Filled with humor, heart, and pragmatism, Equity is a guidebook for change, answering the question of how that so many leaders are asking today.
—Jody Williams, Nobel Peace Prize laureate
“Do you wish your organization was more equitable? Well, stop wishing and start designing! Equity is a guidebook for change. It's a fast and engaging read loaded with practical guidance, and it's a must-read for leaders who want to create conditions in which everyone can flourish.”
—Dan Heath, coauthor of Switch and author of Upstream
"Though this book is short, it's dense; it's meant to be studied, dog-eared, and shared throughout your organization. Just the glossary alone, with a three-page list of the most crucial concepts addressed in the book, will be enough to keep readers going back to this book regularly as a reference guide. Those looking for a way into the immense change that seeking equity requires would do well to look at this book as an elegantly written skeleton key."
—Philanthropy News Digest
"Equity: How to Design Organizations Where Everyone Thrives lives up to its title as a practical-minded guide to improving diversity, equity, and inclusion within one's organization. Chapters address how leadership can engage more effectively, the role of media and marketing in creating equity, countering bias in entrenched systems, and much more."
—Midwest Book Review
“Minal's blending of design and diversity offers a unique way of understanding both. She combines real-world experience with relevant research to deliver a thoughtful, accessible, and engaging IDEA for meaningful change.”
—Keith Woods, Chief Diversity Officer, NPR
“Minal Bopaiah has woven accessibility throughout her discussion of diversity, equity, and inclusion, highlighting its importance to leaders who want to be resilient in a volatile and uncertain world. I highly recommend this book for any organization seeking to be an employer of choice for people with diverse abilities.”
—Bonnie St. John, bestselling author, Paralympian, and Fortune 500 leadership expert
Foreword by Johnnetta Betsch Cole
Introduction: The Virtue of Equity
1 The Relationship between Bias, Systems, and Equity
2 A Design Approach to IDEA
3 Engaged and Equitable Leadership
4 Bridging the Gap
5 Communicating the Change
6 Creating Equity through Media and Marketing
Conclusion: Cocreating an Equitable World
Notes
Glossary
Discussion Guide
Acknowledgments
Index
About the Author
About Brevity & Wit
1
The Relationship between Bias, Systems, and Equity
My husband is a firefighter, which means he has no dearth of hilarious, poignant, and troubling stories about how resistance to diversity and inclusion manifests in workplaces, particularly among people who are not fond of change. One of my favorites is his story about three fire department captains who attended an out-of-state conference on diversity and inclusion. During one presentation, a speaker mentioned “LGBTQ.”

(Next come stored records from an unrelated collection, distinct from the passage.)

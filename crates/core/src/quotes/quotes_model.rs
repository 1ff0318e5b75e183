//! Quote domain models.

use chrono::NaiveDate;
use rust_decimal::Decimal;
use serde::{Deserialize, Serialize};

use crate::errors::{QuoteError, Result};

/// Decision recorded on a quote.
#[derive(Debug, Clone, Copy, PartialEq, Eq, Hash, Serialize, Deserialize, Default)]
#[serde(rename_all = "SCREAMING_SNAKE_CASE")]
pub enum QuoteStatus {
    #[default]
    Pending,
    Accepted,
    Rejected,
}

impl QuoteStatus {
    pub fn as_str(&self) -> &'static str {
        match self {
            QuoteStatus::Pending => "PENDING",
            QuoteStatus::Accepted => "ACCEPTED",
            QuoteStatus::Rejected => "REJECTED",
        }
    }
}

impl std::fmt::Display for QuoteStatus {
    fn fmt(&self, f: &mut std::fmt::Formatter<'_>) -> std::fmt::Result {
        write!(f, "{}", self.as_str())
    }
}

/// Lifecycle state of a quote on a given day.
///
/// `Expired` is never stored; it follows from a pending quote outliving its
/// validity date.
#[derive(Debug, Clone, Copy, PartialEq, Eq, Hash, Serialize, Deserialize)]
#[serde(rename_all = "SCREAMING_SNAKE_CASE")]
pub enum QuoteState {
    Generated,
    Accepted,
    Rejected,
    Expired,
}

impl QuoteState {
    pub fn is_terminal(&self) -> bool {
        !matches!(self, QuoteState::Generated)
    }
}

/// A priced, time-bounded offer for a project.
#[derive(Debug, Clone, PartialEq, Serialize, Deserialize)]
#[serde(rename_all = "camelCase")]
pub struct Quote {
    pub id: String,
    pub project_id: String,
    pub project_name: String,
    pub estimated_amount: Decimal,
    pub issue_date: NaiveDate,
    /// Last day the quote can be accepted, strictly after `issue_date`.
    pub validity_date: NaiveDate,
    pub status: QuoteStatus,
    pub content: String,
}

impl Quote {
    pub fn is_accepted(&self) -> bool {
        self.status == QuoteStatus::Accepted
    }

    /// Whether the quote can still be acted on `date` (inclusive).
    pub fn is_valid_on(&self, date: NaiveDate) -> bool {
        date <= self.validity_date
    }

    pub fn state_on(&self, date: NaiveDate) -> QuoteState {
        match self.status {
            QuoteStatus::Accepted => QuoteState::Accepted,
            QuoteStatus::Rejected => QuoteState::Rejected,
            QuoteStatus::Pending if self.is_valid_on(date) => QuoteState::Generated,
            QuoteStatus::Pending => QuoteState::Expired,
        }
    }

    /// Records the client's decision on `date`.
    ///
    /// Only a pending quote within its validity window can be decided.
    /// Repeating the recorded decision is a no-op; reversing it is refused.
    pub fn decide_on(&mut self, accept: bool, date: NaiveDate) -> Result<()> {
        let decision = if accept {
            QuoteStatus::Accepted
        } else {
            QuoteStatus::Rejected
        };

        match self.status {
            current if current == decision => Ok(()),
            QuoteStatus::Pending => {
                if !self.is_valid_on(date) {
                    return Err(QuoteError::Expired {
                        id: self.id.clone(),
                        validity_date: self.validity_date,
                    }
                    .into());
                }
                self.status = decision;
                Ok(())
            }
            current => Err(QuoteError::AlreadyDecided {
                id: self.id.clone(),
                status: current,
            }
            .into()),
        }
    }
}

impl std::fmt::Display for Quote {
    fn fmt(&self, f: &mut std::fmt::Formatter<'_>) -> std::fmt::Result {
        write!(
            f,
            "Quote for project '{}': {}, issued {}, valid until {}, {}",
            self.project_name,
            crate::utils::money::format_currency(self.estimated_amount),
            self.issue_date,
            self.validity_date,
            self.status
        )
    }
}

“What does the Q stand for?” one of the captains asked.
“Queer,” the speaker responded.
“Are you kidding me?” the captain responded. “Ten years ago, I literally got called onto the carpet by a supervisor for using that term.”
I suspect—and sincerely hope—the speaker then explained the term’s evolving use and its reclamation by LGBTQ+ advocates.
However, little of that sunk in. When the captain returned to his firehouse, his entire takeaway from the three-day conference was “Guys, we can say the word queer now.”
This story always makes me laugh with both bemusement and despair. Bemusement because I sympathize with a captain for whom the world has changed too fast while he was literally putting out fires. At the same time, I despair for IDEA professionals. Is this really the top message we’re delivering? Is this the takeaway from our efforts to host courageous conversations and spur people to “do the work”? And honestly, do we really need everyone to engage in a one-hour conversation about gender fluidity? I’m down for that, but I know my husband would rather do almost anything else, including all the housework he does on a regular basis while I write. And most troubling, are we implying in our conversations and reading lists that everyone needs a doctorate in social justice to be inclusive and equitable?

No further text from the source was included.